One of Mars’s resident robots, NASA’s Curiosity rover, has just made a discovery that up-ends scientific expectations. It has found something that scientists believe simply “should not be there.”
The rover, which has a curb weight of around a full ton, is on a mission to uncover chemical evidence that the red planet might once have been hospitable to life. As part of that search it has recently struck gold—or, at least, yellow. Specifically, Curiosity has happened upon a cache of crystals with a yellowy-green hue, which its on-board instrumentation has identified as pure sulfur.
The discovery happened when Curiosity, as it was traveling through the Gediz Vallis channel, accidentally cracked open some white stones, revealing the strange crystalline deposits within.
Sulfur, itself, has never been a stranger to Mars as a component in chemical compounds, but thus far it has never been observed there in its elemental form. The presence of elemental sulfur is just one more grain of evidence on the side of the scale suggesting that Mars was, at some point in its history, a habitable planet.

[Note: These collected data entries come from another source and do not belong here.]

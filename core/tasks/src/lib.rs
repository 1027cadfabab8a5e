//! Task scheduling for VeilVault.
//!
//! Mutating vault operations are wrapped as [`Task`]s and executed one at a
//! time by a [`TaskQueue`], which publishes every state transition to its
//! listeners.

pub mod queue;
pub mod task;

pub use queue::{ListenerId, ProgressReporter, TaskEventKind, TaskListener, TaskQueue};
pub use task::{Task, TaskAction, TaskFuture, TaskId, TaskInfo, TaskKind, TaskStatus};
//! Plaintext file API over one vault.

use futures::future::join_all;
use std::sync::Arc;
use tracing::{debug, info, warn};

use crate::path::PathCodec;
use crate::vault::Vault;
use veilvault_common::{ByteStream, Error, Result, VaultPath};
use veilvault_crypto::CipherEngine;
use veilvault_storage::{RemoteObject, RemoteStorage};

/// File operations on a vault, addressed by plaintext [`VaultPath`]s.
///
/// Names and contents are encrypted before they reach the provider; objects
/// returned from [`list`](Self::list) carry vault-relative plaintext paths.
#[derive(Clone)]
pub struct VaultFileSystem {
    vault: Arc<Vault>,
    engine: CipherEngine,
    codec: PathCodec,
    storage: Arc<dyn RemoteStorage>,
}

impl VaultFileSystem {
    pub fn new(vault: Arc<Vault>, engine: CipherEngine, storage: Arc<dyn RemoteStorage>) -> Self {
        Self {
            codec: PathCodec::new(engine.clone()),
            vault,
            engine,
            storage,
        }
    }

    pub fn vault(&self) -> &Vault {
        &self.vault
    }

    pub fn storage(&self) -> &Arc<dyn RemoteStorage> {
        &self.storage
    }

    /// List the folder at `path`.
    ///
    /// Returns `None` when the folder does not exist. Entries whose names do
    /// not decrypt under this vault's keys are skipped.
    pub async fn list(&self, path: &VaultPath) -> Result<Option<Vec<RemoteObject>>> {
        let remote = self.codec.encrypt_path(&self.vault, path).await?;
        if self.storage.resolve_path_id(&remote, false).await?.is_none() {
            debug!(path = %path, "Vault folder not found");
            return Ok(None);
        }

        let encrypted = match self.storage.list_files(&remote).await {
            Ok(objects) => objects,
            // Removed between resolution and listing.
            Err(Error::PathNotFound(_)) => return Ok(None),
            Err(e) => return Err(e),
        };

        let decrypted = join_all(encrypted.into_iter().map(|object| self.decrypt_object(object))).await;

        let mut objects = Vec::with_capacity(decrypted.len());
        for result in decrypted {
            match result {
                Ok(object) => objects.push(object),
                Err(Error::Crypto(reason)) => {
                    warn!(error = %reason, "Skipping entry with undecryptable name");
                }
                Err(e) => return Err(e),
            }
        }
        debug!(path = %path, count = objects.len(), "Listed vault folder");
        Ok(Some(objects))
    }

    async fn decrypt_object(&self, mut object: RemoteObject) -> Result<RemoteObject> {
        let plain = self.codec.decrypt_path(&self.vault, &object.path).await?;
        object.path = PathCodec::strip_mount(&self.vault, plain)?.components().to_vec();
        Ok(object)
    }

    /// Encrypt `source` and store it as `name` inside `parent`.
    ///
    /// Takes ownership of the stream.
    pub async fn upload(&self, parent: &VaultPath, name: &str, source: ByteStream) -> Result<()> {
        let path = parent.join(name)?;
        let remote = self.codec.encrypt_path(&self.vault, &path).await?;
        let encrypted = self
            .engine
            .encrypt_stream(source, &self.vault.password, self.vault.salt())
            .await?;
        self.storage.upload_file(&remote, encrypted).await?;
        info!(vault_id = %self.vault.id, "Uploaded vault file");
        debug!(path = %path, "Upload target");
        Ok(())
    }

    /// Stream the decrypted contents of a listed file.
    pub async fn download(&self, object: &RemoteObject) -> Result<ByteStream> {
        let encrypted = self.storage.download_file(object).await?;
        self.engine
            .decrypt_stream(encrypted, &self.vault.password, self.vault.salt())
            .await
    }

    /// Delete listed objects. Folders are removed with their contents.
    pub async fn delete(&self, objects: &[RemoteObject]) -> Result<()> {
        self.storage.delete_objects(objects).await?;
        info!(vault_id = %self.vault.id, count = objects.len(), "Deleted vault objects");
        Ok(())
    }

    /// Create the folder at `path`. Its parent must exist.
    pub async fn mkdir(&self, path: &VaultPath) -> Result<String> {
        if path.is_root() {
            return Err(Error::InvalidInput("Cannot create the vault root".to_string()));
        }
        let remote = self.codec.encrypt_path(&self.vault, path).await?;
        let id = self.storage.create_folder(&remote, false).await?;
        debug!(path = %path, "Created vault folder");
        Ok(id)
    }

    /// Whether the vault's mount path exists at the provider.
    pub async fn check_mount_exists(&self) -> Result<bool> {
        Ok(self
            .storage
            .resolve_path_id(&self.vault.mount_path, false)
            .await?
            .is_some())
    }

    /// Create the mount path, including missing ancestors.
    pub async fn create_mount_path(&self) -> Result<()> {
        if self.vault.mount_path.is_empty() {
            return Ok(());
        }
        self.storage.create_folder(&self.vault.mount_path, true).await?;
        info!(vault_id = %self.vault.id, "Created vault mount path");
        Ok(())
    }
}

#[cfg(test)]
mod tests {
    use super::*;
    use veilvault_common::{bytes_stream, collect_stream, AccountId, SensitiveString, VaultId};
    use veilvault_crypto::EngineConfig;
    use veilvault_storage::MemoryStorage;

    fn vault(password: &str) -> Arc<Vault> {
        Arc::new(
            Vault::new(
                VaultId::new("v").unwrap(),
                AccountId::new("a").unwrap(),
                vec!["Vault".to_string()],
                SensitiveString::new(password),
            )
            .unwrap(),
        )
    }

    async fn setup() -> (CipherEngine, MemoryStorage, VaultFileSystem) {
        let engine = CipherEngine::start_with(EngineConfig::default()).await.unwrap();
        let storage = MemoryStorage::new();
        let fs = VaultFileSystem::new(vault("p1"), engine.clone(), Arc::new(storage.clone()));
        fs.create_mount_path().await.unwrap();
        (engine, storage, fs)
    }

    fn path(s: &str) -> VaultPath {
        VaultPath::parse(s).unwrap()
    }

    #[tokio::test]
    async fn test_mount_path_lifecycle() {
        let engine = CipherEngine::start_with(EngineConfig::default()).await.unwrap();
        let fs = VaultFileSystem::new(vault("p1"), engine.clone(), Arc::new(MemoryStorage::new()));

        assert!(!fs.check_mount_exists().await.unwrap());
        assert!(fs.list(&VaultPath::root()).await.unwrap().is_none());
        fs.create_mount_path().await.unwrap();
        assert!(fs.check_mount_exists().await.unwrap());
        assert_eq!(fs.list(&VaultPath::root()).await.unwrap(), Some(Vec::new()));
        engine.shutdown();
    }

    #[tokio::test]
    async fn test_upload_list_download() {
        let (engine, storage, fs) = setup().await;
        fs.upload(&VaultPath::root(), "hello.txt", bytes_stream(&b"hello vault"[..], 4))
            .await
            .unwrap();

        let listing = fs.list(&VaultPath::root()).await.unwrap().unwrap();
        assert_eq!(listing.len(), 1);
        assert_eq!(listing[0].path, vec!["hello.txt"]);

        let data = collect_stream(fs.download(&listing[0]).await.unwrap()).await.unwrap();
        assert_eq!(data, b"hello vault");

        // The provider only ever sees ciphertext.
        let raw = storage.list_files(&["Vault".to_string()]).await.unwrap();
        assert_ne!(raw[0].path[1], "hello.txt");
        assert_ne!(raw[0].size, Some(11));
        engine.shutdown();
    }

    #[tokio::test]
    async fn test_mkdir_requires_parent() {
        let (engine, _storage, fs) = setup().await;
        assert!(matches!(
            fs.mkdir(&path("a/b")).await,
            Err(Error::PathNotFound(_))
        ));
        fs.mkdir(&path("a")).await.unwrap();
        fs.mkdir(&path("a/b")).await.unwrap();
        let listing = fs.list(&path("a")).await.unwrap().unwrap();
        assert_eq!(listing[0].path, vec!["a", "b"]);
        assert!(listing[0].is_folder());
        engine.shutdown();
    }

    #[tokio::test]
    async fn test_list_missing_folder_is_none() {
        let (engine, _storage, fs) = setup().await;
        assert!(fs.list(&path("nope")).await.unwrap().is_none());
        engine.shutdown();
    }

    #[tokio::test]
    async fn test_foreign_names_are_skipped() {
        let (engine, storage, fs) = setup().await;
        storage
            .create_folder(&["Vault".to_string(), "not-encrypted".to_string()], false)
            .await
            .unwrap();
        fs.mkdir(&path("real")).await.unwrap();

        let listing = fs.list(&VaultPath::root()).await.unwrap().unwrap();
        assert_eq!(listing.len(), 1);
        assert_eq!(listing[0].path, vec!["real"]);
        engine.shutdown();
    }

    #[tokio::test]
    async fn test_delete() {
        let (engine, _storage, fs) = setup().await;
        fs.mkdir(&path("docs")).await.unwrap();
        fs.upload(&path("docs"), "a", bytes_stream(&b"1"[..], 1)).await.unwrap();

        let root = fs.list(&VaultPath::root()).await.unwrap().unwrap();
        fs.delete(&root).await.unwrap();
        assert_eq!(fs.list(&VaultPath::root()).await.unwrap(), Some(Vec::new()));
        assert!(fs.list(&path("docs")).await.unwrap().is_none());
        engine.shutdown();
    }

    #[tokio::test]
    async fn test_other_password_cannot_read_names() {
        let (engine, storage, fs) = setup().await;
        fs.mkdir(&path("secret")).await.unwrap();

        let intruder = VaultFileSystem::new(vault("p2"), engine.clone(), Arc::new(storage));
        assert_eq!(intruder.list(&VaultPath::root()).await.unwrap(), Some(Vec::new()));
        engine.shutdown();
    }
}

As revealed in previous laboratory experiments, by analysis of Earth’s ancient atmosphere as captured in fossil records, and through studies of chemo-synthetic life forms near deep-ocean hydro-thermal vents here on Earth, elemental sulfur seems to be a key ingredient in the formation of life as we know it. On ancient Earth, volcanic activity routinely released various isotopes of sulfur into the atmosphere, where it was fed upon by bacteria that subsequently released oxygen into the atmosphere as a waste product, laying the groundwork for the world we now live in.
However momentous this new discovery, scientists are quick to caution that habitable and inhabited are not the same thing. The emerging picture of ancient Mars is one that, being rich in water, phosphorous, carbon, and iron, might have played host to life, but scientists don’t yet know enough about how life emerges to confidently declare that it once existed there.